DATA TO USE |
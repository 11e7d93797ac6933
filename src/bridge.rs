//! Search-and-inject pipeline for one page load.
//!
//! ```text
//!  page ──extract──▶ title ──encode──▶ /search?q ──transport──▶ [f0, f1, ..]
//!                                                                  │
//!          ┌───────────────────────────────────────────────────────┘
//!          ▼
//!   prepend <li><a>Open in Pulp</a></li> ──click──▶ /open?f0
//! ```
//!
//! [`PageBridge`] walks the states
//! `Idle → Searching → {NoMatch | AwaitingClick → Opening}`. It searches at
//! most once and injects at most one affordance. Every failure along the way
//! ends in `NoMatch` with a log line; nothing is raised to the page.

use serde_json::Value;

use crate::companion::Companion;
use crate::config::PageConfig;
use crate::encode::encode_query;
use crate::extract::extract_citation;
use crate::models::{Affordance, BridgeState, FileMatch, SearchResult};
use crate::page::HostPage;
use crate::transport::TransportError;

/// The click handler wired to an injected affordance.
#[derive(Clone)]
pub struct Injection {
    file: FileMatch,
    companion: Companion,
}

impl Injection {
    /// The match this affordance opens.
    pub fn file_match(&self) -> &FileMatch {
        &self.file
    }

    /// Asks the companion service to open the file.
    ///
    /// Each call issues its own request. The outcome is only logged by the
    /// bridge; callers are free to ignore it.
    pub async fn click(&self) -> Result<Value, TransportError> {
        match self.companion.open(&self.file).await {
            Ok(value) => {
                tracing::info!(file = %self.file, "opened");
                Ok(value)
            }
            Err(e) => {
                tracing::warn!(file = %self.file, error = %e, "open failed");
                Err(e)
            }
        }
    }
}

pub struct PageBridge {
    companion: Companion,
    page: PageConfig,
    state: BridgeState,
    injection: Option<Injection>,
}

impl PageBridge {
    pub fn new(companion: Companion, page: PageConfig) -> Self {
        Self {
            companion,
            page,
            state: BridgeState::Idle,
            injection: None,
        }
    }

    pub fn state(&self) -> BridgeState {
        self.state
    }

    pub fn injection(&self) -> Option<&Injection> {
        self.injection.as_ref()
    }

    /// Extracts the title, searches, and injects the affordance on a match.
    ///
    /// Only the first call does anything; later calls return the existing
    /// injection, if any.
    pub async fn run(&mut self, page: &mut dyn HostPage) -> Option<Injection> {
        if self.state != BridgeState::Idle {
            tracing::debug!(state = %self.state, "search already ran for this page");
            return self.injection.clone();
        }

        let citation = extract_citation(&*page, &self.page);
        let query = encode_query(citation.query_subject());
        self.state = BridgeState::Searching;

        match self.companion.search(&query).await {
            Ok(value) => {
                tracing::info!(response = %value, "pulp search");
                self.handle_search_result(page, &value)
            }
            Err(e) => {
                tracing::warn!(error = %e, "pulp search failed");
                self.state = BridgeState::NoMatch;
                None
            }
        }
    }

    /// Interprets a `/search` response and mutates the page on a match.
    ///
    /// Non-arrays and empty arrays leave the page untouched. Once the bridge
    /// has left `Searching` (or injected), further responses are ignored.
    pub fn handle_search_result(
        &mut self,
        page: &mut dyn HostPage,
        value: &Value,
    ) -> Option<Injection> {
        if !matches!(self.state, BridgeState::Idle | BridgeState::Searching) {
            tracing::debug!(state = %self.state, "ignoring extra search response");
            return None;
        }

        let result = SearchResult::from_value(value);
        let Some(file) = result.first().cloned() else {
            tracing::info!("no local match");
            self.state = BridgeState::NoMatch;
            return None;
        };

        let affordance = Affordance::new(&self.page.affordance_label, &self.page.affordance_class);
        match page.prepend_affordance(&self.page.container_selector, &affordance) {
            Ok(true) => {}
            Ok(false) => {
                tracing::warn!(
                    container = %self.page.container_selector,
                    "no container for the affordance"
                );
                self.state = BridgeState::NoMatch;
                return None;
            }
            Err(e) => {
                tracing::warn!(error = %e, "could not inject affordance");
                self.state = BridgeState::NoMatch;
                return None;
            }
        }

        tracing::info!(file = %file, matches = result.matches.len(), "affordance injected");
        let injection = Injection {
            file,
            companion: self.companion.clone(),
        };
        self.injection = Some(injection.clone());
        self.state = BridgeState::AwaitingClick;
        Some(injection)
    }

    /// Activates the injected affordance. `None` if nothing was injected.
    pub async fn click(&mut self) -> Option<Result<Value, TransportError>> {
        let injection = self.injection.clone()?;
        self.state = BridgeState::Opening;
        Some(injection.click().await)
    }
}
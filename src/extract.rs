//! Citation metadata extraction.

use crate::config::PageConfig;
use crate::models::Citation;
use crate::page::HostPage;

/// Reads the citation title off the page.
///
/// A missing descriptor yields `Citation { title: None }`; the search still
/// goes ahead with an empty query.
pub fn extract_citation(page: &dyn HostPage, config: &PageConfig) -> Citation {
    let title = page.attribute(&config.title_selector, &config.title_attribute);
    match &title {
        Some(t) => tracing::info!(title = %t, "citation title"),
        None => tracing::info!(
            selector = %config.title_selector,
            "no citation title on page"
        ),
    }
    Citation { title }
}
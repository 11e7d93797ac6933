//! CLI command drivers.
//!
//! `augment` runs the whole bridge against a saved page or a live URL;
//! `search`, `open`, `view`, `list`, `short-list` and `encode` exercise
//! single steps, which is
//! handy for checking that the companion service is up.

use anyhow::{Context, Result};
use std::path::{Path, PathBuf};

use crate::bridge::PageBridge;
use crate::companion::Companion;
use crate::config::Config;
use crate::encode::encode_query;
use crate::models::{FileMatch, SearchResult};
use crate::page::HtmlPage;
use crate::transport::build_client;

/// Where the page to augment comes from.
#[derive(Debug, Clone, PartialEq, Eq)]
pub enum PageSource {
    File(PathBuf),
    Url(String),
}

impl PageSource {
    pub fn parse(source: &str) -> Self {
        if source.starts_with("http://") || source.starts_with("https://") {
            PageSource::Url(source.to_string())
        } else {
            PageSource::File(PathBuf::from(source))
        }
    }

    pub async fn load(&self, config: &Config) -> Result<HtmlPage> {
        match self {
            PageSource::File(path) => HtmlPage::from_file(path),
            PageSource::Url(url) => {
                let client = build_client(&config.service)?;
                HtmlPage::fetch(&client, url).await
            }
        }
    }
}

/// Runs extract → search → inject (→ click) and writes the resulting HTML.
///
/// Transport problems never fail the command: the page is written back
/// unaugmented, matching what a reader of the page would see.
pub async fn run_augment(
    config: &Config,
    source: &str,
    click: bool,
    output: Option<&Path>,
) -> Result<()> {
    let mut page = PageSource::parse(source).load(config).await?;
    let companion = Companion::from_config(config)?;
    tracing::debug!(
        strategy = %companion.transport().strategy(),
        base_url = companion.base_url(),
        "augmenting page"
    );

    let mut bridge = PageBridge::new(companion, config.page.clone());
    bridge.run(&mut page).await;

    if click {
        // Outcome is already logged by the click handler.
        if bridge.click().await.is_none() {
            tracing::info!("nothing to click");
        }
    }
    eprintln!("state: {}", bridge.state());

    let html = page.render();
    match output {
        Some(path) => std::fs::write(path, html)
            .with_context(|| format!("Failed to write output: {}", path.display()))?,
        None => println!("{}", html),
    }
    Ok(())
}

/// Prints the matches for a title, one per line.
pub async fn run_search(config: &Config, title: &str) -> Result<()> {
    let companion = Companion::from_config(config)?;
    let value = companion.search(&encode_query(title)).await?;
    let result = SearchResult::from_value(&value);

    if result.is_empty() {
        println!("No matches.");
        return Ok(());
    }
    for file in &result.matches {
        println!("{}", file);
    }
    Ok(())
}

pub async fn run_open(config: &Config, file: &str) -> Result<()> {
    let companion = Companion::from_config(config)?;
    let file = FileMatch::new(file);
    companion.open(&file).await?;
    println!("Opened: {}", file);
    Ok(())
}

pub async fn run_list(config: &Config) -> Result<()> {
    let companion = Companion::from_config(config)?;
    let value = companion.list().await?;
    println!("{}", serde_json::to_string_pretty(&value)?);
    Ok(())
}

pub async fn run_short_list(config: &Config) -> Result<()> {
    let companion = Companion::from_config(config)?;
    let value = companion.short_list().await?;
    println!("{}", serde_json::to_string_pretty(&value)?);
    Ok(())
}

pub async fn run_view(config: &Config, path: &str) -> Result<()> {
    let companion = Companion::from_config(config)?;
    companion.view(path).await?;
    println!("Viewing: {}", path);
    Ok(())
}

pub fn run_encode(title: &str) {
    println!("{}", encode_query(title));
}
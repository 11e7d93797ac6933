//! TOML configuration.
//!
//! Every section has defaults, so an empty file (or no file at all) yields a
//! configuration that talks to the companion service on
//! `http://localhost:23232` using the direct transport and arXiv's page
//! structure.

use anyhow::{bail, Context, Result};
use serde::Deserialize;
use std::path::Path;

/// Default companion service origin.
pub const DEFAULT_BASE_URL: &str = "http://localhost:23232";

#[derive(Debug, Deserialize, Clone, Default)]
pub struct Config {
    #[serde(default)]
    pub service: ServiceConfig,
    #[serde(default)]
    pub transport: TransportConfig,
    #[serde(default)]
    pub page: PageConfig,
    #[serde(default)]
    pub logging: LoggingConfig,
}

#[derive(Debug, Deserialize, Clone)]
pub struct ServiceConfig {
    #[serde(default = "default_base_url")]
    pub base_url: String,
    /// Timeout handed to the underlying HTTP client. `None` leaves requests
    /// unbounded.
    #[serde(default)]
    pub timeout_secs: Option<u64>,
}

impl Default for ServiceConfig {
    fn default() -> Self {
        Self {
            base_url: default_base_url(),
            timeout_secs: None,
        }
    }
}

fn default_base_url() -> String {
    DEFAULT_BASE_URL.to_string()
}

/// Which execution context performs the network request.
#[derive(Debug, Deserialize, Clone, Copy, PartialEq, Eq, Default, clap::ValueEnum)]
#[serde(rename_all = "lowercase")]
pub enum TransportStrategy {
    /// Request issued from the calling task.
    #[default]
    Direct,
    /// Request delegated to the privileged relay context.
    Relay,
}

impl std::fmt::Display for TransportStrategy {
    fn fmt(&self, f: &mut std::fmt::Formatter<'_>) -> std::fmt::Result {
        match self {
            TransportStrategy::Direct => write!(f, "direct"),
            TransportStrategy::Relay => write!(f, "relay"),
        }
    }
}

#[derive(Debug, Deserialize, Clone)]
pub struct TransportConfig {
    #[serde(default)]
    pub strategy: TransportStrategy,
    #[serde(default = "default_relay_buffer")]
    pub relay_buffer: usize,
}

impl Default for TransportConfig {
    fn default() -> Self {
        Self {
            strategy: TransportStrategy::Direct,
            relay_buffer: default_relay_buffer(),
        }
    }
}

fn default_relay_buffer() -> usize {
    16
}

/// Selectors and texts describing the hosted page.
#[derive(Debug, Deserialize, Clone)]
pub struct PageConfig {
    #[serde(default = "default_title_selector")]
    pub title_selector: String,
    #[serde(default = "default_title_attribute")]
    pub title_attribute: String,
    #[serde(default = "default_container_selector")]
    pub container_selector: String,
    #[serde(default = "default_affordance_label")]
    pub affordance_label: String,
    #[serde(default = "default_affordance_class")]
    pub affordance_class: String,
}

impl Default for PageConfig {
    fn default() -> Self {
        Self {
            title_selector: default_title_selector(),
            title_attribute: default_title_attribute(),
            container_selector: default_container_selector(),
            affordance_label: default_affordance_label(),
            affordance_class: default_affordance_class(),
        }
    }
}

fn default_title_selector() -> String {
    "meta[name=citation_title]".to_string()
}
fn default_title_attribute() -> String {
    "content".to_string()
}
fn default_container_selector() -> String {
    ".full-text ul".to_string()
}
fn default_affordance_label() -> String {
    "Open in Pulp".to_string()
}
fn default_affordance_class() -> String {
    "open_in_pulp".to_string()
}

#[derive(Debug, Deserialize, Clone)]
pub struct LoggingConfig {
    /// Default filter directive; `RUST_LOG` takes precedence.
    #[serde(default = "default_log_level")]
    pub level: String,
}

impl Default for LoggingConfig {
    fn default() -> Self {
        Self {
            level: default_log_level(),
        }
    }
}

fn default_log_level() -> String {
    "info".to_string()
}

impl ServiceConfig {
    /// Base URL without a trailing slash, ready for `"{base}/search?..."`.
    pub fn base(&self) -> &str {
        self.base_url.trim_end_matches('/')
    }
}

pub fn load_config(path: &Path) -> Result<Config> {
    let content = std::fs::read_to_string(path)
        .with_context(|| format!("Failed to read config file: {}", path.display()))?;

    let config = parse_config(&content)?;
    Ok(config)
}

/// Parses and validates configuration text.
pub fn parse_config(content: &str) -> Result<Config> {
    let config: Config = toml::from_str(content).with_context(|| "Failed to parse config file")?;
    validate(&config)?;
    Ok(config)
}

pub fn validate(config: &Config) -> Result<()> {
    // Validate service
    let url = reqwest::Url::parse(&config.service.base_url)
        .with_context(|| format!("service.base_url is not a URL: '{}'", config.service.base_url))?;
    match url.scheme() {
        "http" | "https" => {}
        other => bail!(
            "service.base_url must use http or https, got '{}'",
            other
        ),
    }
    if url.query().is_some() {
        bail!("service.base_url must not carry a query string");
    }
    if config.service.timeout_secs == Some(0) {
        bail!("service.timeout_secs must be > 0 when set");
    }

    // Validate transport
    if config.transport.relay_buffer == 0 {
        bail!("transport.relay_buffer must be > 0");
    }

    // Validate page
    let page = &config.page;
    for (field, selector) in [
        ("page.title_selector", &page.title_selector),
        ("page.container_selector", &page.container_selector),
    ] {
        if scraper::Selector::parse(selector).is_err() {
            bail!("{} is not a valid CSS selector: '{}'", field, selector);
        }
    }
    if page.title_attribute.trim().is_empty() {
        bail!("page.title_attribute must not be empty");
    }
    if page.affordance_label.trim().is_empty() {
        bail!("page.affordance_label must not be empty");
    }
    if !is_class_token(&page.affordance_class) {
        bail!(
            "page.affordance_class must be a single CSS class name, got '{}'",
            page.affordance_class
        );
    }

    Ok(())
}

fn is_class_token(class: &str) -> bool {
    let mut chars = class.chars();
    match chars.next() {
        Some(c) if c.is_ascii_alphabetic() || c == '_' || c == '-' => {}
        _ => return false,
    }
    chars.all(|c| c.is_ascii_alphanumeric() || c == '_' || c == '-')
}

WHAT IS REQUIRED | Lines holding "PathBuf" in the data above: copy each of them.

TASK SOLUTION |
use std::path::{Path, PathBuf};
    File(PathBuf),
            PageSource::File(PathBuf::from(source))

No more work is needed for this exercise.